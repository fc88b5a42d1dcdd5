//! 资源目录：列出 markdown 资源及其名称、描述

use std::path::Path;

use tracing::warn;

use super::{frontmatter, AssetProvider, AssetTree};
use crate::error::AssetError;

const SKILL_FILE: &str = "SKILL.md";

#[derive(Debug, Clone, PartialEq, Eq)]
pub struct AssetEntry {
    pub tree: AssetTree,
    pub path: String,
    pub name: String,
    pub description: Option<String>,
    pub size: usize,
}

/// 列出资源树中的 markdown 资源
///
/// skills 树中只有 `SKILL.md` 与顶层 `.md` 文件算作条目，其余视为引用文件。
pub fn list_entries(
    provider: &dyn AssetProvider,
    tree: AssetTree,
) -> Result<Vec<AssetEntry>, AssetError> {
    let mut entries = Vec::new();

    for path in provider.list(tree)? {
        if !is_entry(tree, &path) {
            continue;
        }

        let content = match provider.read_to_string(tree, &path) {
            Ok(content) => content,
            Err(AssetError::NotUtf8 { .. }) => {
                warn!("Skipping non UTF-8 asset {}/{}", tree, path);
                continue;
            }
            Err(e) => return Err(e),
        };

        let meta = frontmatter::parse(&content);
        let name = meta
            .name
            .filter(|n| !n.trim().is_empty())
            .unwrap_or_else(|| fallback_name(&path));

        entries.push(AssetEntry {
            tree,
            size: content.len(),
            description: meta.description,
            name,
            path,
        });
    }

    Ok(entries)
}

fn is_entry(tree: AssetTree, path: &str) -> bool {
    if !path.ends_with(".md") {
        return false;
    }
    match tree {
        AssetTree::Skills => path.ends_with(&format!("/{}", SKILL_FILE)) || !path.contains('/'),
        AssetTree::Agents => true,
    }
}

fn fallback_name(path: &str) -> String {
    let p = Path::new(path);
    let from_parent = p.file_name().and_then(|n| n.to_str()) == Some(SKILL_FILE);
    let name = if from_parent {
        p.parent().and_then(|d| d.file_name())
    } else {
        p.file_stem()
    };
    name.and_then(|n| n.to_str())
        .unwrap_or(path)
        .to_string()
}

◆ ◆ ◆ ◆

In full and verbatim, transcribe the data.

repository fc88b5a42d1dcdd5
//! 资源目录：列出 markdown 资源及其名称、描述

use std::path::Path;

use tracing::warn;

use super::{frontmatter, AssetProvider, AssetTree};
use crate::error::AssetError;

const SKILL_FILE: &str = "SKILL.md";

#[derive(Debug, Clone, PartialEq, Eq)]
pub struct AssetEntry {
    pub tree: AssetTree,
    pub path: String,
    pub name: String,
    pub description: Option<String>,
    pub size: usize,
}

/// 列出资源树中的 markdown 资源
///
/// skills 树中只有 `SKILL.md` 与顶层 `.md` 文件算作条目，其余视为引用文件。
pub fn list_entries(
    provider: &dyn AssetProvider,
    tree: AssetTree,
) -> Result<Vec<AssetEntry>, AssetError> {
    let mut entries = Vec::new();

    for path in provider.list(tree)? {
        if !is_entry(tree, &path) {
            continue;
        }

        let content = match provider.read_to_string(tree, &path) {
            Ok(content) => content,
            Err(AssetError::NotUtf8 { .. }) => {
                warn!("Skipping non UTF-8 asset {}/{}", tree, path);
                continue;
            }
            Err(e) => return Err(e),
        };

        let meta = frontmatter::parse(&content);
        let name = meta
            .name
            .filter(|n| !n.trim().is_empty())
            .unwrap_or_else(|| fallback_name(&path));

        entries.push(AssetEntry {
            tree,
            size: content.len(),
            description: meta.description,
            name,
            path,
        });
    }

    Ok(entries)
}

fn is_entry(tree: AssetTree, path: &str) -> bool {
    if !path.ends_with(".md") {
        return false;
    }
    match tree {
        AssetTree::Skills => path.ends_with(&format!("/{}", SKILL_FILE)) || !path.contains('/'),
        AssetTree::Agents => true,
    }
}

fn fallback_name(path: &str) -> String {
    let p = Path::new(path);
    let from_parent = p.file_name().and_then(|n| n.to_str()) == Some(SKILL_FILE);
    let name = if from_parent {
        p.parent().and_then(|d| d.file_name())
    } else {
        p.file_stem()
    };
    name.and_then(|n| n.to_str())
        .unwrap_or(path)
        .to_string()
}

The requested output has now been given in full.